一个说得痛快,一个听得欢愉,只是苦了同行的两个人,他们成双成对,他们却是孤单影只。
所以,到了一个稍微繁华的边陲小镇,萧翎月就消失的无影无踪,裴衣原本是追着他去的,奈何这厮脚程太快,他那功夫根本就是云泥之别,没几下他就被抛下了。气得他几乎当场跳脚,幸亏他还没忘记,自己是一个大夫。所以,他趁着没人,整理了一下锦袍,悠然自得风姿卓绝地走出了小巷。
只是,在下一刻随意一瞄,裴衣却是顿住了脚步。
目光死死地锁在一个黑衣人的身上,他有一张很普通的脸,普通到过目即忘。
裴衣望着他,却恨得咬牙。别说是眼前的人易容,他就是化成灰自己也认得,如果不是他,他跟离也不会那么惨。
想到那些日子的非人折磨,裴衣平复着心情,要冷静。
尾随那人来到他下榻的客栈,仰头扫了一眼店名--凤来客栈。默默记下,悄无声息地离开,赶回了客栈。房间也没回,直接推开了墨非离房间的门,“啪”一声,又关住,才喘着气看着墨非离。后者正坐在一盘棋旁,他对面的女子喋喋不休地念着什么“让一子有什么关系”“我都这么辛苦替你一步步解说了”“哎呦,让一子啦”……听到推门声,两人都齐刷刷地看向他。

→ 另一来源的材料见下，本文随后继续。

//! Bid (buy-side) ladder
//!
//! Market-maker buy orders sorted by price descending (best bid first).
//! Uses BTreeMap for deterministic iteration order.

use std::collections::BTreeMap;

use rust_decimal::Decimal;
use types::ids::OrderId;
use types::limit_order::LimitOrder;
use types::numeric::Price;
use types::order::MatchedOrder;

use super::price_level::PriceLevel;

/// Bid side of an order book
///
/// Orders are sorted by price descending, so the highest bid is first.
/// No empty level is ever kept.
#[derive(Debug, Clone, Default)]
pub struct BidBook {
    /// Price levels keyed ascending; iterated in reverse
    levels: BTreeMap<Price, PriceLevel>,
}

impl BidBook {
    pub fn new() -> Self {
        Self {
            levels: BTreeMap::new(),
        }
    }

    /// Insert or update a provider's quote at the order's price
    pub fn upsert(&mut self, order: LimitOrder) {
        self.levels.entry(order.price).or_default().upsert(order);
    }

    /// Remove every order matching `predicate`, pruning emptied levels
    pub fn remove_where(&mut self, mut predicate: impl FnMut(&LimitOrder) -> bool) -> usize {
        let mut removed = 0;
        self.levels.retain(|_, level| {
            removed += level.remove_where(&mut predicate);
            !level.is_empty()
        });
        removed
    }

    /// Record a fill against a resting order, pruning the level if emptied
    pub fn apply_fill(&mut self, price: Price, order_id: &OrderId, fill: MatchedOrder) -> bool {
        let Some(level) = self.levels.get_mut(&price) else {
            return false;
        };
        let applied = level.apply_fill(order_id, fill);
        if level.is_empty() {
            self.levels.remove(&price);
        }
        applied
    }

    /// Get the best bid (highest price) and its volume
    pub fn best_bid(&self) -> Option<(Price, Decimal)> {
        self.levels
            .iter()
            .next_back()
            .map(|(price, level)| (*price, level.total_volume()))
    }

    pub fn best_bid_price(&self) -> Option<Price> {
        self.levels.keys().next_back().copied()
    }

    /// Levels in matching priority (highest price first)
    pub fn levels(&self) -> impl Iterator<Item = (&Price, &PriceLevel)> {
        self.levels.iter().rev()
    }

    /// Get depth snapshot (top N price levels)
    pub fn depth_snapshot(&self, depth: usize) -> Vec<(Price, Decimal)> {
        self.levels()
            .take(depth)
            .map(|(price, level)| (*price, level.total_volume()))
            .collect()
    }

    pub fn is_empty(&self) -> bool {
        self.levels.is_empty()
    }

    pub fn level_count(&self) -> usize {
        self.levels.len()
    }
}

裴衣迈着沉重的步子挪到了墨非离的面前,“我,我找到那个人了!”
墨非离眉头一拧,“那个人?”
“就是在七绝崖害我们的,他们后来把我抓了去,领头的那个人,我刚刚见到了。”裴衣的情绪有些激动,那些人竟然还敢来这里,这回新仇旧恨一起报,他要让他们血债血偿。他们手下那些暗卫不能白死,那些血也不能白流!感觉到他气息的不稳,墨非离指尖捏着的玉石像棋盘上一抛,乱了一盘好棋。“裴,冷静下来。”
“这让我怎么冷静,他竟然还敢出现,还敢出现!”
在房间里转悠了几圈,裴衣刚刚平复下来的心情又高涨了起来,他咬着唇,突然面向墨非离,“离,你说怎么办?”
墨非离扫了他一眼,平静地吐出四个字,“按兵不动。”
“可他们说不定就要走了……”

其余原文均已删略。